A questão é que em dezembro é inverno no hemisfério norte e faz muito frio. Lídia, nossa filha mais velha, enviou imagens de neve na cidade onde ela mora, no sul dos EUA. Faz dez anos desde a última vez que nevou por aquelas bandas. Na região em que Jesus nasceu o frio no inverno é insuportável para as pessoas e para os animais, então dificilmente os pastores de ovelhas estariam nos campos cuidando de seus rebanhos.

A fixação da data em 25 de dezembro ocorreu por volta do século IV. Nessa época houve uma conversão em massa ao cristianismo, por imposição do imperador romano. Lotada de novos crentes, a igreja então deparou-se com um problema: o que fazer com as grandes e tradicionais festas que eram realizadas em dezembro, como a Saturnália (em homenagem ao deus Saturno) e as celebrações do solstício de inverno (a festa do sol)?
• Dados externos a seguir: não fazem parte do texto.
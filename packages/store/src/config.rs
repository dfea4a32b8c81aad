//! # Client configuration: `petperfect.toml`
//!
//! The client needs to know where the REST API lives and how long to wait
//! before firing a search-driven refetch.
//!
//! ## Structure
//!
//! ```toml
//! [api]
//! base_url = "https://api.petperfect.example"
//!
//! [search]
//! debounce_ms = 400   # admin search inputs
//! ```
//!
//! ## Types
//!
//! | Struct | Purpose |
//! |--------|---------|
//! | [`ClientConfig`] | Top-level config. TOML (de)serialisation and [`ClientConfig::from_env`]. |
//! | [`ApiConfig`] | REST base URL. |
//! | [`SearchConfig`] | Debounce delay for search inputs, default **400 ms**. |
//!
//! All structs derive `Default`, so an empty file equals the default config.

use serde::{Deserialize, Serialize};

/// Environment variable holding the REST base URL.
pub const API_URL_VAR: &str = "PETCARE_API_URL";

const DEFAULT_BASE_URL: &str = "http://localhost:5000/api";

#[derive(Clone, Debug, Default, PartialEq, Serialize, Deserialize)]
pub struct ClientConfig {
    #[serde(default)]
    pub api: ApiConfig,
    #[serde(default)]
    pub search: SearchConfig,
}

#[derive(Clone, Debug, PartialEq, Serialize, Deserialize)]
pub struct ApiConfig {
    #[serde(default = "default_base_url")]
    pub base_url: String,
}

fn default_base_url() -> String {
    DEFAULT_BASE_URL.to_string()
}

impl Default for ApiConfig {
    fn default() -> Self {
        Self {
            base_url: default_base_url(),
        }
    }
}

#[derive(Clone, Debug, PartialEq, Serialize, Deserialize)]
pub struct SearchConfig {
    /// Delay between the last keystroke and the refetch.
    #[serde(default = "default_debounce_ms")]
    pub debounce_ms: u64,
}

fn default_debounce_ms() -> u64 {
    400
}

impl Default for SearchConfig {
    fn default() -> Self {
        Self {
            debounce_ms: default_debounce_ms(),
        }
    }
}

impl ClientConfig {
    /// Builder method to set the API base URL.
    pub fn with_base_url(mut self, url: impl Into<String>) -> Self {
        self.api.base_url = url.into();
        self
    }

    /// Default config with the base URL taken from [`API_URL_VAR`].
    ///
    /// On wasm the variable is read at compile time, since the browser has no
    /// process environment; natively it is read at runtime first.
    pub fn from_env() -> Self {
        #[cfg(not(target_arch = "wasm32"))]
        {
            if let Ok(url) = std::env::var(API_URL_VAR) {
                return Self::default().with_base_url(url);
            }
        }
        match option_env!("PETCARE_API_URL") {
            Some(url) => Self::default().with_base_url(url),
            None => Self::default(),
        }
    }

    /// The well-known filename for the config file.
    pub fn filename() -> &'static str {
        "petperfect.toml"
    }

    /// Parse from TOML string.
    pub fn from_toml(s: &str) -> Result<Self, toml::de::Error> {
        toml::from_str(s)
    }

    /// Serialize to TOML string.
    pub fn to_toml(&self) -> Result<String, toml::ser::Error> {
        toml::to_string_pretty(self)
    }
}

#[cfg(test)]
mod tests {
    use super::*;

    #[test]
    fn test_empty_toml_is_default() {
        let config = ClientConfig::from_toml("").unwrap();
        assert_eq!(config, ClientConfig::default());
        assert_eq!(config.search.debounce_ms, 400);
        assert_eq!(config.api.base_url, DEFAULT_BASE_URL);
    }

    #[test]
    fn test_partial_toml() {
        let config = ClientConfig::from_toml("[api]\nbase_url = \"https://api.test\"\n").unwrap();
        assert_eq!(config.api.base_url, "https://api.test");
        assert_eq!(config.search.debounce_ms, 400);
    }

    #[test]
    fn test_toml_roundtrip() {
        let config = ClientConfig::default().with_base_url("https://x.test");
        let text = config.to_toml().unwrap();
        assert_eq!(ClientConfig::from_toml(&text).unwrap(), config);
    }
}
 Nessa época do ano, é quando, no hemisfério norte, acontece a noite mais longa do ano, usada para marcar o início do inverno. A partir desse dia as noites vão se tornando mais curtas e os dias mais longos, o que era motivo de alegria e celebração, porque era um sinal de que o rigor do inverno iria pouco a pouco diminuir.

Assim, num esforço para lidar com essa situação, os líderes cristãos apresentaram uma nova razão para os festejos de final de ano: em vez de cultuar a Saturno ou ao Sol Vitorioso que iria vencer a luta contra o inverno, o povo foi chamado a cultuar a Jesus, o sol da justiça e luz do mundo.

A Disputa

Alguns acharam que não foi uma boa coisa o que foi feito, porque aquelas conversões aconteceram por decreto do imperador, de maneira que não havia muita gente disposta a mudar sincera e espontaneamente suas crenças e deixar de adorar seus deuses para adorar a Jesus. Outros pensaram que mesmo assim foi algo bom, porque a igreja ofereceu às pessoas o motivo certo para adoração em vez simplesmente deixá-las enredadas em seu engano.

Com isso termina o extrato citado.